But Roseanne Smith, who is divorced from Ashton’s father, said her son had been doing better over the past few months. Unlike many children who have Asperger syndrome, Ashton didn’t take medication, she said, because he didn’t need it.
She recently said they argued, mainly over issues related to Ashton wanting more independence. She attributed the arguments to the growing pains experienced by many teenagers.
Asperger syndrome is a high-functioning form of autism, characterized by regimentation or repetitiveness. Those with the syndrome tend to follow rigid, predictable patterns, according to Geraldine Dawson, a University of Washington psychologist and director of the school’s Autism Center.

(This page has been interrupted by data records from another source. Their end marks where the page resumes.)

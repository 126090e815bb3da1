//! Command-line front end: evaluate a CH-benCHmark raw output file

use anyhow::{Context, Result};
use chbench_common::{AnalysisConfig, ConfigSource};
use chbench_metrics::{Evaluation, EvaluationOptions, GeometricMeanPolicy, NormFactorInput, ScaleFactor};
use clap::Parser;
use std::path::PathBuf;
use std::process;
use tracing::{info, warn};
use tracing_subscriber::EnvFilter;

#[derive(Parser)]
#[command(name = "chbench-evaluate")]
#[command(about = "Analyse the raw output of a CH-benCHmark run and compute its metrics")]
#[command(version)]
#[command(after_help = "The report is printed to stdout. Errors are printed to stderr and exit with status 1.")]
struct Cli {
    /// Raw timing log written by the benchmark driver
    input: PathBuf,

    /// Scale factor of the initial dataset; switches to divisive normalization
    scale_factor: Option<ScaleFactor>,

    /// Write latency and throughput series for plotting
    #[arg(long)]
    plot: bool,

    /// Directory for plot data
    #[arg(long, default_value = "plots")]
    plot_dir: PathBuf,

    /// JSON or TOML file overriding the normalization factors
    #[arg(long, env = "CHBENCH_NORM_FACTORS")]
    norm_factors: Option<PathBuf>,

    /// TOML file with analysis settings
    #[arg(short, long, env = "CHBENCH_CONFIG")]
    config: Option<PathBuf>,

    /// Also write the metrics as JSON to this file
    #[arg(long)]
    json: Option<PathBuf>,

    /// Fail instead of reporting a geometric mean over non-positive latencies
    #[arg(long)]
    strict: bool,

    /// Increase log verbosity (-v info, -vv debug)
    #[arg(short, long, action = clap::ArgAction::Count)]
    verbose: u8,
}

fn main() {
    let cli = Cli::parse();
    init_logging(cli.verbose);

    if let Err(e) = run(cli) {
        eprintln!("Error: {:#}", e);
        process::exit(1);
    }
}

fn init_logging(verbose: u8) {
    let level = match verbose {
        0 => "warn",
        1 => "info",
        _ => "debug",
    };
    let filter = EnvFilter::try_from_default_env().unwrap_or_else(|_| EnvFilter::new(level));
    tracing_subscriber::fmt().with_env_filter(filter).init();
}

fn run(cli: Cli) -> Result<()> {
    let options = build_options(&cli)?;
    let evaluation = Evaluation::from_file(&cli.input, &options)
        .with_context(|| format!("Could not evaluate {}", cli.input.display()))?;

    println!("{}", evaluation.report());

    if let Some(path) = &cli.json {
        evaluation
            .json_report()
            .with_source(cli.input.display().to_string())
            .write_to_file(path)
            .with_context(|| format!("Could not write JSON report to {}", path.display()))?;
        info!("Metrics written to {}", path.display());
    }

    if cli.plot {
        println!("Writing OLAP latency and throughput plot data to {}", cli.plot_dir.display());
        // Plotting is best effort; the report above is already complete.
        match evaluation.plot_data().and_then(|plot| plot.write_to_dir(&cli.plot_dir)) {
            Ok(files) => {
                for file in files {
                    println!("  {}", file.display());
                }
            }
            Err(e) => warn!("Skipping plot output: {}", e),
        }
    }

    Ok(())
}

fn build_options(cli: &Cli) -> Result<EvaluationOptions> {
    let config = match &cli.config {
        Some(path) => chbench_common::load_config(ConfigSource::File(path.clone()))
            .with_context(|| format!("Could not load configuration from {}", path.display()))?,
        None => AnalysisConfig::default(),
    }
    .apply_env()
    .context("Invalid environment configuration")?;

    let factors = match &cli.norm_factors {
        Some(path) => NormFactorInput::from_file(path)
            .with_context(|| format!("Could not read normalization factors from {}", path.display()))?,
        None => NormFactorInput::None,
    };

    let policy = if cli.strict {
        GeometricMeanPolicy::Strict
    } else {
        GeometricMeanPolicy::Permissive
    };

    Ok(EvaluationOptions {
        config,
        factors,
        scale_factor: cli.scale_factor,
        policy,
    })
}
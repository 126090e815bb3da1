//! Configuration for log evaluation

use crate::error::{ChBenchError, Result};
use crate::types::{
    AnalyticalRange, TransactionType, NEW_ORDER_ID, OLAP_QUERY_HIGHER_ID, OLAP_QUERY_LOWER_ID,
    THROUGHPUT_BIN_SECS,
};
use serde::{Deserialize, Serialize};
use std::path::{Path, PathBuf};
use tracing::debug;

/// Settings that control how a raw log is classified and bucketed
#[derive(Debug, Clone, PartialEq, Serialize, Deserialize)]
#[serde(default)]
pub struct AnalysisConfig {
    /// Transaction type counted as NewOrder
    pub new_order_id: TransactionType,
    /// Lowest analytical query type (inclusive)
    pub olap_lower_id: TransactionType,
    /// Highest analytical query type (inclusive)
    pub olap_upper_id: TransactionType,
    /// Width of throughput buckets in seconds
    pub throughput_bin_secs: f64,
}

impl Default for AnalysisConfig {
    fn default() -> Self {
        Self {
            new_order_id: NEW_ORDER_ID,
            olap_lower_id: OLAP_QUERY_LOWER_ID,
            olap_upper_id: OLAP_QUERY_HIGHER_ID,
            throughput_bin_secs: THROUGHPUT_BIN_SECS,
        }
    }
}

impl AnalysisConfig {
    pub fn analytical_range(&self) -> AnalyticalRange {
        AnalyticalRange::new(self.olap_lower_id, self.olap_upper_id)
    }

    /// Load configuration from a TOML file
    pub fn from_file(path: &Path) -> Result<Self> {
        let content = std::fs::read_to_string(path)?;
        let config: Self = toml::from_str(&content)?;
        config.validate()?;
        Ok(config)
    }

    /// Apply `CHBENCH_*` environment overrides
    pub fn apply_env(mut self) -> Result<Self> {
        if let Some(value) = env_override("CHBENCH_NEW_ORDER_ID")? {
            self.new_order_id = value;
        }
        if let Some(value) = env_override("CHBENCH_OLAP_LOWER_ID")? {
            self.olap_lower_id = value;
        }
        if let Some(value) = env_override("CHBENCH_OLAP_UPPER_ID")? {
            self.olap_upper_id = value;
        }
        if let Some(value) = env_override("CHBENCH_THROUGHPUT_BIN_SECS")? {
            self.throughput_bin_secs = value;
        }
        self.validate()?;
        Ok(self)
    }

    pub fn validate(&self) -> Result<()> {
        if self.olap_lower_id > self.olap_upper_id {
            return Err(ChBenchError::Config(format!(
                "analytical range is empty: lower id {} > upper id {}",
                self.olap_lower_id, self.olap_upper_id
            )));
        }
        if self.analytical_range().contains(self.new_order_id) {
            return Err(ChBenchError::Config(format!(
                "NewOrder id {} lies inside the analytical range {}..={}",
                self.new_order_id, self.olap_lower_id, self.olap_upper_id
            )));
        }
        if !self.throughput_bin_secs.is_finite() || self.throughput_bin_secs <= 0.0 {
            return Err(ChBenchError::Config(format!(
                "throughput bin width must be positive, got {}",
                self.throughput_bin_secs
            )));
        }
        Ok(())
    }
}

fn env_override<T: std::str::FromStr>(name: &str) -> Result<Option<T>> {
    match std::env::var(name) {
        Ok(raw) => {
            debug!("Applying environment override {}={}", name, raw);
            raw.trim()
                .parse()
                .map(Some)
                .map_err(|_| ChBenchError::Config(format!("invalid value for {}: {:?}", name, raw)))
        }
        Err(_) => Ok(None),
    }
}

/// Configuration source for loading analysis settings
pub enum ConfigSource {
    File(PathBuf),
    Default,
    Environment,
}

/// Load analysis configuration from various sources
pub fn load_config(source: ConfigSource) -> Result<AnalysisConfig> {
    match source {
        ConfigSource::File(path) => AnalysisConfig::from_file(&path),
        ConfigSource::Default => Ok(AnalysisConfig::default()),
        ConfigSource::Environment => AnalysisConfig::default().apply_env(),
    }
}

She said children who have Asperger syndrome have much better language and cognitive abilities than most children diagnosed with “classic autism.”

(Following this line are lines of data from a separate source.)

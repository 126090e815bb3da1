use serde::{Deserialize, Serialize};

/// Transaction type identifier as written in the raw log
pub type TransactionType = u32;

/// Worker identifier as written in the raw log
pub type WorkerId = String;

// Transaction ids of the CH-benCHmark mix
pub const NEW_ORDER_ID: TransactionType = 2;
pub const OLAP_QUERY_LOWER_ID: TransactionType = 7;
pub const OLAP_QUERY_HIGHER_ID: TransactionType = 28;
pub const NUMBER_QUERIES: usize = (OLAP_QUERY_HIGHER_ID - OLAP_QUERY_LOWER_ID + 1) as usize;

/// Width of a throughput bucket in seconds
pub const THROUGHPUT_BIN_SECS: f64 = 5.0;

/// Raw latencies are stored in microseconds
pub const MICROS_PER_SECOND: f64 = 1_000_000.0;

/// Inclusive range of transaction types that are analytical queries
#[derive(Debug, Clone, Copy, PartialEq, Eq, Serialize, Deserialize)]
pub struct AnalyticalRange {
    pub lower: TransactionType,
    pub upper: TransactionType,
}

impl Default for AnalyticalRange {
    fn default() -> Self {
        Self {
            lower: OLAP_QUERY_LOWER_ID,
            upper: OLAP_QUERY_HIGHER_ID,
        }
    }
}

impl AnalyticalRange {
    pub fn new(lower: TransactionType, upper: TransactionType) -> Self {
        Self { lower, upper }
    }

    pub fn contains(&self, transaction_type: TransactionType) -> bool {
        transaction_type >= self.lower && transaction_type <= self.upper
    }

    /// Number of analytical query types in the range
    pub fn query_count(&self) -> usize {
        if self.upper < self.lower {
            return 0;
        }
        (self.upper - self.lower + 1) as usize
    }

    /// Zero-based position of a type inside the range
    pub fn index_of(&self, transaction_type: TransactionType) -> Option<usize> {
        self.contains(transaction_type)
            .then(|| (transaction_type - self.lower) as usize)
    }

    /// One-based query number (Q1 is the lowest analytical type)
    pub fn query_number(&self, transaction_type: TransactionType) -> Option<u32> {
        self.index_of(transaction_type).map(|idx| idx as u32 + 1)
    }
}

Chris Cowles, a clinical psychologist at Children’s Hospital and Regional Medical Center in Seattle, said teens with the syndrome often are depressed because they “are well aware of their disorder or how they are different.”

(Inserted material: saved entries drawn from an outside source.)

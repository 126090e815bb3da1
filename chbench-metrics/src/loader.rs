//! Raw timing log ingestion
//!
//! The benchmark driver writes one row per executed transaction with five
//! positional columns: transaction type, start time, latency (microseconds),
//! worker id and phase. Header names are ignored; the first row is always
//! treated as a header.

use chbench_common::{ChBenchError, Result, TransactionType, WorkerId, MICROS_PER_SECOND};
use csv::{ReaderBuilder, StringRecord, Trim};
use serde::{Deserialize, Serialize};
use std::fs::File;
use std::io::{BufReader, Read};
use std::path::Path;
use tracing::{debug, info};

/// Positional column names of the raw log
pub const COLUMNS: [&str; 5] = ["transaction_type", "start_time", "latency", "worker_id", "phase"];

/// One executed transaction
#[derive(Debug, Clone, PartialEq, Serialize, Deserialize)]
pub struct TimingRecord {
    pub transaction_type: TransactionType,
    /// Seconds since the first transaction of the log
    pub start_time: f64,
    /// Latency in seconds
    pub latency: f64,
    pub worker_id: WorkerId,
    pub phase: i64,
}

/// A row whose phase differs from the row before it
#[derive(Debug, Clone, Copy, PartialEq, Eq, Serialize, Deserialize)]
pub struct PhaseBoundary {
    pub index: usize,
    pub from: i64,
    pub to: i64,
}

/// Ordered, immutable contents of a timing log
#[derive(Debug, Clone, PartialEq, Default)]
pub struct TimingLog {
    records: Vec<TimingRecord>,
}

impl TimingLog {
    /// Load a raw log from disk
    pub fn load(path: impl AsRef<Path>) -> Result<Self> {
        let path = path.as_ref();
        let file = File::open(path)?;
        let log = Self::from_reader(BufReader::new(file))?;
        info!("Loaded {} records from {}", log.len(), path.display());
        Ok(log)
    }

    /// Parse a raw log, shifting start times to zero and converting latencies to seconds
    pub fn from_reader<R: Read>(reader: R) -> Result<Self> {
        let mut rdr = ReaderBuilder::new()
            .has_headers(true)
            .flexible(true)
            .trim(Trim::All)
            .from_reader(reader);

        let mut records = Vec::new();
        for row in rdr.records() {
            let row = row?;
            records.push(parse_row(&row)?);
        }

        let min_start = records
            .iter()
            .map(|r| r.start_time)
            .fold(f64::INFINITY, f64::min);
        for record in &mut records {
            record.start_time -= min_start;
            record.latency /= MICROS_PER_SECOND;
        }

        debug!("Parsed {} rows", records.len());
        Ok(Self { records })
    }

    /// Wrap records that are already in seconds and relative to the log start
    pub fn from_records(records: Vec<TimingRecord>) -> Self {
        Self { records }
    }

    pub fn records(&self) -> &[TimingRecord] {
        &self.records
    }

    pub fn into_records(self) -> Vec<TimingRecord> {
        self.records
    }

    pub fn len(&self) -> usize {
        self.records.len()
    }

    pub fn is_empty(&self) -> bool {
        self.records.is_empty()
    }

    /// Number of records of one transaction type
    pub fn count_of(&self, transaction_type: TransactionType) -> usize {
        self.records
            .iter()
            .filter(|r| r.transaction_type == transaction_type)
            .count()
    }

    /// Time between the first and the last transaction start
    pub fn duration(&self) -> f64 {
        start_span(&self.records)
    }

    pub fn phase_boundaries(&self) -> Vec<PhaseBoundary> {
        self.records
            .windows(2)
            .enumerate()
            .filter(|(_, pair)| pair[0].phase != pair[1].phase)
            .map(|(idx, pair)| PhaseBoundary {
                index: idx + 1,
                from: pair[0].phase,
                to: pair[1].phase,
            })
            .collect()
    }
}

/// max(start_time) - min(start_time), zero for an empty slice
pub(crate) fn start_span(records: &[TimingRecord]) -> f64 {
    if records.is_empty() {
        return 0.0;
    }
    let (min, max) = records.iter().fold((f64::INFINITY, f64::NEG_INFINITY), |(lo, hi), r| {
        (lo.min(r.start_time), hi.max(r.start_time))
    });
    max - min
}

fn parse_row(row: &StringRecord) -> Result<TimingRecord> {
    let line = row.position().map(|p| p.line()).unwrap_or(0);
    if row.len() != COLUMNS.len() {
        return Err(ChBenchError::format(
            line,
            format!("expected {} columns, found {}", COLUMNS.len(), row.len()),
        ));
    }

    Ok(TimingRecord {
        transaction_type: parse_cell(row, 0, line)?,
        start_time: parse_finite(row, 1, line)?,
        latency: parse_finite(row, 2, line)?,
        worker_id: row[3].to_string(),
        phase: parse_cell(row, 4, line)?,
    })
}

fn parse_cell<T: std::str::FromStr>(row: &StringRecord, column: usize, line: u64) -> Result<T> {
    let cell = &row[column];
    cell.parse().map_err(|_| {
        ChBenchError::format(line, format!("invalid {} value {:?}", COLUMNS[column], cell))
    })
}

/// Like `parse_cell`, but `NaN` and infinities are rejected as well
fn parse_finite(row: &StringRecord, column: usize, line: u64) -> Result<f64> {
    let value: f64 = parse_cell(row, column, line)?;
    if !value.is_finite() {
        return Err(ChBenchError::format(
            line,
            format!("invalid {} value {:?}", COLUMNS[column], &row[column]),
        ));
    }
    Ok(value)
}

#[cfg(test)]
mod tests {
    use super::*;

    const HEADER: &str = "Transaction Type Index,Start Time (microseconds),Latency (microseconds),Worker Id (start number),Phase Id (index in config file)\n";

    fn parse(body: &str) -> Result<TimingLog> {
        TimingLog::from_reader(format!("{}{}", HEADER, body).as_bytes())
    }

    #[test]
    fn test_load_shifts_start_and_converts_latency() {
        let log = parse("2,1000.5,1500000,0,0\n7,1002,2000000,1,0\n").unwrap();
        assert_eq!(log.len(), 2);

        let first = &log.records()[0];
        assert_eq!(first.transaction_type, 2);
        assert_eq!(first.start_time, 0.0);
        assert_eq!(first.latency, 1.5);
        assert_eq!(first.worker_id, "0");

        let second = &log.records()[1];
        assert_eq!(second.start_time, 1.5);
        assert_eq!(second.latency, 2.0);
        assert_eq!(log.duration(), 1.5);
    }

    #[test]
    fn test_header_names_are_ignored() {
        let log = TimingLog::from_reader("a,b,c,d,e\n3,5,10,w1,0\n".as_bytes()).unwrap();
        assert_eq!(log.len(), 1);
        assert_eq!(log.records()[0].worker_id, "w1");
    }

    #[test]
    fn test_rejects_wrong_arity() {
        let err = parse("2,0,1000,0,0\n2,1,1000,0\n").unwrap_err();
        match err {
            ChBenchError::Format { line, message } => {
                assert_eq!(line, 3);
                assert!(message.contains("expected 5 columns, found 4"));
            }
            other => panic!("unexpected error: {other:?}"),
        }
    }

    #[test]
    fn test_rejects_non_numeric_cell() {
        let err = parse("two,0,1000,0,0\n").unwrap_err();
        assert!(matches!(err, ChBenchError::Format { line: 2, .. }));
        assert!(err.to_string().contains("transaction_type"));
    }

    #[test]
    fn test_rejects_non_finite_latency() {
        let err = parse("2,0,1000,0,0\n7,1,NaN,0,0\n2,5,1000,0,0\n").unwrap_err();
        match err {
            ChBenchError::Format { line, message } => {
                assert_eq!(line, 3);
                assert!(message.contains("latency"));
            }
            other => panic!("unexpected error: {other:?}"),
        }
    }

    #[test]
    fn test_rejects_non_finite_start_time() {
        for cell in ["inf", "-inf", "infinity", "nan"] {
            let err = parse(&format!("2,0,1000,0,0\n7,{},1000,0,0\n", cell)).unwrap_err();
            assert!(matches!(err, ChBenchError::Format { line: 3, .. }), "{cell}: {err:?}");
            assert!(err.to_string().contains("start_time"));
        }
    }

    #[test]
    fn test_header_only_log_is_empty() {
        let log = parse("").unwrap();
        assert!(log.is_empty());
        assert_eq!(log.duration(), 0.0);
        assert!(log.phase_boundaries().is_empty());
    }

    #[test]
    fn test_phase_boundaries() {
        let log = parse("2,0,1,0,0\n2,1,1,0,0\n2,2,1,0,1\n2,3,1,0,1\n2,4,1,0,2\n").unwrap();
        assert_eq!(
            log.phase_boundaries(),
            vec![
                PhaseBoundary { index: 2, from: 0, to: 1 },
                PhaseBoundary { index: 4, from: 1, to: 2 },
            ]
        );
    }

    #[test]
    fn test_missing_file_is_io_error() {
        let err = TimingLog::load("/nonexistent/chbench/output.raw").unwrap_err();
        assert!(matches!(err, ChBenchError::Io(_)));
    }

    #[test]
    fn test_count_of() {
        let log = parse("2,0,1,0,0\n7,1,1,0,0\n2,2,1,0,0\n").unwrap();
        assert_eq!(log.count_of(2), 2);
        assert_eq!(log.count_of(7), 1);
        assert_eq!(log.count_of(3), 0);
    }
}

Helen Powell, who runs the Seattle-based Asperger Support Network, said, “Imagine being different, really quite different, but being intelligent enough to know you are different.”
Powell, whose 17-year-old son has Asperger, said teens with the syndrome often “get teased unmercifully.”
“They don’t have the skills to deal with being teased,” she said. “They are so naive socially. They are the perfect victim.”
Cowles said many teens yearn for independence from their families but want “acceptance and recognition” from their peers.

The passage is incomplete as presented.